Real Time Satellite Tracker Shows You What’s Going Over Your Head

Whilst modern technology relies heavily on satellites, it’s easy to forget they’re there; after all, it’s hard to comprehend mostly-invisible lumps of high-density tech whizzing around above you at ludicrous speeds. Of course, it’s not hard to comprehend if you’ve built a real-time satellite tracker which displays exactly what’s in orbit above your head at any given time. [Paul Klinger]’s creation shows the position of satellites passing through a cylinder of 200 km radius above the tracker.
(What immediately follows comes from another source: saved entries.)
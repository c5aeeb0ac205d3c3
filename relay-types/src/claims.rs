/*
 * Copyright 2025 Security Union LLC
 *
 * Licensed under either of
 *
 * * Apache License, Version 2.0
 *   (http://www.apache.org/licenses/LICENSE-2.0)
 * * MIT license
 *   (http://opensource.org/licenses/MIT)
 *
 * at your option.
 */

//! Identity and session token (JWT) claims.
//!
//! The relay signs a session token after a successful provider login; every
//! protected endpoint verifies the signature and hands back these claims.

use serde::{Deserialize, Serialize};

/// Normalized identity of an end user, as reported by the identity provider.
///
/// Optional profile fields are omitted from the JSON form when the provider
/// did not return them.
#[derive(Debug, Serialize, Deserialize, Clone, PartialEq, Eq)]
pub struct IdentityClaims {
    /// Verified email address (unique identity).
    pub email: String,

    /// Display name.
    pub name: String,

    #[serde(default, skip_serializing_if = "Option::is_none")]
    pub given_name: Option<String>,

    #[serde(default, skip_serializing_if = "Option::is_none")]
    pub family_name: Option<String>,

    /// Avatar URL.
    #[serde(default, skip_serializing_if = "Option::is_none")]
    pub picture: Option<String>,
}

impl IdentityClaims {
    pub fn new(email: impl Into<String>, name: impl Into<String>) -> Self {
        Self {
            email: email.into(),
            name: name.into(),
            given_name: None,
            family_name: None,
            picture: None,
        }
    }
}

/// JWT payload for a session token.
///
/// # Example payload
///
/// ```json
/// {
///   "email": "user@example.com",
///   "name": "Alice",
///   "iat": 1707004800,
///   "exp": 1707609600
/// }
/// ```
#[derive(Debug, Serialize, Deserialize, Clone, PartialEq, Eq)]
pub struct SessionClaims {
    #[serde(flatten)]
    pub identity: IdentityClaims,

    /// Issued-at timestamp (Unix seconds).
    pub iat: i64,

    /// Expiration timestamp (Unix seconds).
    /// Token is rejected after this time.
    pub exp: i64,
}

impl SessionClaims {
    /// Returns `None` when `issued_at + ttl_secs` overflows.
    pub fn new(identity: IdentityClaims, issued_at: i64, ttl_secs: i64) -> Option<Self> {
        Some(Self {
            identity,
            iat: issued_at,
            exp: issued_at.checked_add(ttl_secs)?,
        })
    }
}
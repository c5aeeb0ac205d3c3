/*
 * Copyright 2025 Security Union LLC
 *
 * Licensed under either of
 *
 * * Apache License, Version 2.0
 *   (http://www.apache.org/licenses/LICENSE-2.0)
 * * MIT license
 *   (http://opensource.org/licenses/MIT)
 *
 * at your option.
 */

//! Identity federation relay entry point.
//!
//! A standalone Axum service that logs users in through Google and issues
//! stateless JWT session tokens.

use anyhow::Context;
use relay_api::config::Config;
use relay_api::routes;
use relay_api::state::AppState;
use tower_http::cors::{Any, CorsLayer};
use tracing_subscriber::EnvFilter;

#[tokio::main]
async fn main() -> anyhow::Result<()> {
    tracing_subscriber::fmt()
        .with_env_filter(
            EnvFilter::try_from_default_env().unwrap_or_else(|_| EnvFilter::new("info")),
        )
        .init();

    let config = Config::from_env().context("failed to load configuration")?;
    tracing::debug!("Loaded configuration: {config:?}");

    let state = AppState::new(&config).context("failed to build identity provider client")?;

    let cors = CorsLayer::new()
        .allow_origin(Any)
        .allow_methods(Any)
        .allow_headers(Any);

    let app = routes::router().layer(cors).with_state(state);

    let listener = tokio::net::TcpListener::bind(&config.listen_addr)
        .await
        .with_context(|| format!("failed to bind {}", config.listen_addr))?;

    tracing::info!(
        environment = ?config.environment,
        "Identity relay listening on {}",
        config.listen_addr
    );

    axum::serve(listener, app)
        .with_graceful_shutdown(shutdown_signal())
        .await
        .context("server error")?;

    tracing::info!("Identity relay stopped");
    Ok(())
}

async fn shutdown_signal() {
    if let Err(e) = tokio::signal::ctrl_c().await {
        tracing::error!("Failed to install Ctrl-C handler: {e}");
        std::future::pending::<()>().await;
    }
}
Each layer of LEDs represents a specific band of altitude, whilst the colour of the LEDs and text on the screen represent the type of object. The LEDs themselves are good old WS2812b modules, soldered to a custom PCB and mounted in a 3D-printed stand. The whole thing is a really clean build and looks great – you can see it in action in the video after the break

On the software side, a Raspberry Pi is in charge, running Python which makes use of pyorbital for some of the heavy lifting. The data is taken from space-track.org, who provide a handy API. All the code is on the project GitHub, which also includes the 3D print and PCB files.

[Paul] answers questions in the reddit thread, and gives more detail in this reddit comment. The project was inspired by one of our favorite sites: stuffin.space.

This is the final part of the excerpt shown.